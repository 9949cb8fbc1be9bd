//! Alert transports.
//!
//! | Notifier          | Used when      | Side effects                  |
//! |-------------------|----------------|-------------------------------|
//! | `ConsoleNotifier` | `debug = true` | log lines only                |
//! | `TwilioNotifier`  | `debug = false`| one SMS per recipient per send|
//!
//! The live notifier talks to the Twilio Messages REST endpoint through
//! `curl`, passing credentials on stdin so they never appear in the
//! process list, and decodes the JSON receipt.

use std::io::Write as _;
use std::process::{Command, Stdio};

use log::{debug, info};
use serde::Deserialize;

use crate::app::ports::Notifier;
use crate::config::TwilioConfig;
use crate::error::NotifyError;

/// Prints alerts instead of sending them.
#[derive(Debug, Default)]
pub struct ConsoleNotifier {
    sent: usize,
}

impl ConsoleNotifier {
    pub fn new() -> Self {
        Self::default()
    }

    /// Messages "sent" so far.
    pub fn sent(&self) -> usize {
        self.sent
    }
}

impl Notifier for ConsoleNotifier {
    fn send(&mut self, recipient: &str, body: &str) -> Result<(), NotifyError> {
        info!("Message sent to \"{}\":\n{}", recipient, body);
        self.sent += 1;
        Ok(())
    }
}

const API_BASE: &str = "https://api.twilio.com/2010-04-01/Accounts";
/// Upper bound for one HTTP exchange, seconds.
const REQUEST_TIMEOUT_SECS: u32 = 20;

/// Fields of a Twilio reply that matter here; success and error bodies
/// share the endpoint.
#[derive(Debug, Deserialize)]
struct TwilioReply {
    sid: Option<String>,
    message: Option<String>,
}

/// Sends alerts as SMS through Twilio.
pub struct TwilioNotifier {
    account_sid: String,
    auth_token: String,
    from: String,
}

impl TwilioNotifier {
    pub fn new(config: &TwilioConfig) -> Self {
        Self {
            account_sid: config.account_sid.clone(),
            auth_token: config.auth_token.clone(),
            from: config.messenger_number.clone(),
        }
    }

    fn endpoint(&self) -> String {
        format!("{}/{}/Messages.json", API_BASE, self.account_sid)
    }
}

impl Notifier for TwilioNotifier {
    fn send(&mut self, recipient: &str, body: &str) -> Result<(), NotifyError> {
        let mut child = Command::new("curl")
            .args(["--silent", "--show-error", "--config", "-"])
            .args(["--max-time", &REQUEST_TIMEOUT_SECS.to_string()])
            .args(["--write-out", "\n%{http_code}"])
            .arg("--data-urlencode")
            .arg(format!("To={recipient}"))
            .arg("--data-urlencode")
            .arg(format!("From={}", self.from))
            .arg("--data-urlencode")
            .arg(format!("Body={body}"))
            .arg(self.endpoint())
            .stdin(Stdio::piped())
            .stdout(Stdio::piped())
            .stderr(Stdio::null())
            .spawn()
            .map_err(|_| NotifyError::Unreachable)?;

        if let Some(mut stdin) = child.stdin.take() {
            writeln!(stdin, "user = \"{}:{}\"", self.account_sid, self.auth_token)
                .map_err(|_| NotifyError::Unreachable)?;
        }

        let output = child
            .wait_with_output()
            .map_err(|_| NotifyError::Unreachable)?;
        let stdout = String::from_utf8_lossy(&output.stdout);
        let (body, status) = stdout.rsplit_once('\n').ok_or(NotifyError::Unreachable)?;
        let status: u16 = status.trim().parse().map_err(|_| NotifyError::Unreachable)?;
        if status == 0 {
            return Err(NotifyError::Unreachable);
        }

        let sid = parse_reply(status, body)?;
        debug!("Twilio accepted message {} for {}", sid, recipient);
        Ok(())
    }
}

/// Decode a Twilio reply into the message SID.
fn parse_reply(status: u16, body: &str) -> Result<String, NotifyError> {
    let reply: TwilioReply = serde_json::from_str(body).map_err(|_| NotifyError::BadResponse)?;
    if !(200..300).contains(&status) {
        return Err(NotifyError::Rejected {
            status,
            message: reply.message.unwrap_or_default(),
        });
    }
    reply.sid.ok_or(NotifyError::BadResponse)
}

* [EXERCISE DESCRIPTION]:
All the data above should be restated in full, exactly.

* [ANSWER BOX]:
repository 9949cb8fbc1be9bd
//! Alert transports.
//!
//! | Notifier          | Used when      | Side effects                  |
//! |-------------------|----------------|-------------------------------|
//! | `ConsoleNotifier` | `debug = true` | log lines only                |
//! | `TwilioNotifier`  | `debug = false`| one SMS per recipient per send|
//!
//! The live notifier talks to the Twilio Messages REST endpoint through
//! `curl`, passing credentials on stdin so they never appear in the
//! process list, and decodes the JSON receipt.

use std::io::Write as _;
use std::process::{Command, Stdio};

use log::{debug, info};
use serde::Deserialize;

use crate::app::ports::Notifier;
use crate::config::TwilioConfig;
use crate::error::NotifyError;

/// Prints alerts instead of sending them.
#[derive(Debug, Default)]
pub struct ConsoleNotifier {
    sent: usize,
}

impl ConsoleNotifier {
    pub fn new() -> Self {
        Self::default()
    }

    /// Messages "sent" so far.
    pub fn sent(&self) -> usize {
        self.sent
    }
}

impl Notifier for ConsoleNotifier {
    fn send(&mut self, recipient: &str, body: &str) -> Result<(), NotifyError> {
        info!("Message sent to \"{}\":\n{}", recipient, body);
        self.sent += 1;
        Ok(())
    }
}

const API_BASE: &str = "https://api.twilio.com/2010-04-01/Accounts";
/// Upper bound for one HTTP exchange, seconds.
const REQUEST_TIMEOUT_SECS: u32 = 20;

/// Fields of a Twilio reply that matter here; success and error bodies
/// share the endpoint.
#[derive(Debug, Deserialize)]
struct TwilioReply {
    sid: Option<String>,
    message: Option<String>,
}

/// Sends alerts as SMS through Twilio.
pub struct TwilioNotifier {
    account_sid: String,
    auth_token: String,
    from: String,
}

impl TwilioNotifier {
    pub fn new(config: &TwilioConfig) -> Self {
        Self {
            account_sid: config.account_sid.clone(),
            auth_token: config.auth_token.clone(),
            from: config.messenger_number.clone(),
        }
    }

    fn endpoint(&self) -> String {
        format!("{}/{}/Messages.json", API_BASE, self.account_sid)
    }
}

impl Notifier for TwilioNotifier {
    fn send(&mut self, recipient: &str, body: &str) -> Result<(), NotifyError> {
        let mut child = Command::new("curl")
            .args(["--silent", "--show-error", "--config", "-"])
            .args(["--max-time", &REQUEST_TIMEOUT_SECS.to_string()])
            .args(["--write-out", "\n%{http_code}"])
            .arg("--data-urlencode")
            .arg(format!("To={recipient}"))
            .arg("--data-urlencode")
            .arg(format!("From={}", self.from))
            .arg("--data-urlencode")
            .arg(format!("Body={body}"))
            .arg(self.endpoint())
            .stdin(Stdio::piped())
            .stdout(Stdio::piped())
            .stderr(Stdio::null())
            .spawn()
            .map_err(|_| NotifyError::Unreachable)?;

        if let Some(mut stdin) = child.stdin.take() {
            writeln!(stdin, "user = \"{}:{}\"", self.account_sid, self.auth_token)
                .map_err(|_| NotifyError::Unreachable)?;
        }

        let output = child
            .wait_with_output()
            .map_err(|_| NotifyError::Unreachable)?;
        let stdout = String::from_utf8_lossy(&output.stdout);
        let (body, status) = stdout.rsplit_once('\n').ok_or(NotifyError::Unreachable)?;
        let status: u16 = status.trim().parse().map_err(|_| NotifyError::Unreachable)?;
        if status == 0 {
            return Err(NotifyError::Unreachable);
        }

        let sid = parse_reply(status, body)?;
        debug!("Twilio accepted message {} for {}", sid, recipient);
        Ok(())
    }
}

/// Decode a Twilio reply into the message SID.
fn parse_reply(status: u16, body: &str) -> Result<String, NotifyError> {
    let reply: TwilioReply = serde_json::from_str(body).map_err(|_| NotifyError::BadResponse)?;
    if !(200..300).contains(&status) {
        return Err(NotifyError::Rejected {
            status,
            message: reply.message.unwrap_or_default(),
        });
    }
    reply.sid.ok_or(NotifyError::BadResponse)
}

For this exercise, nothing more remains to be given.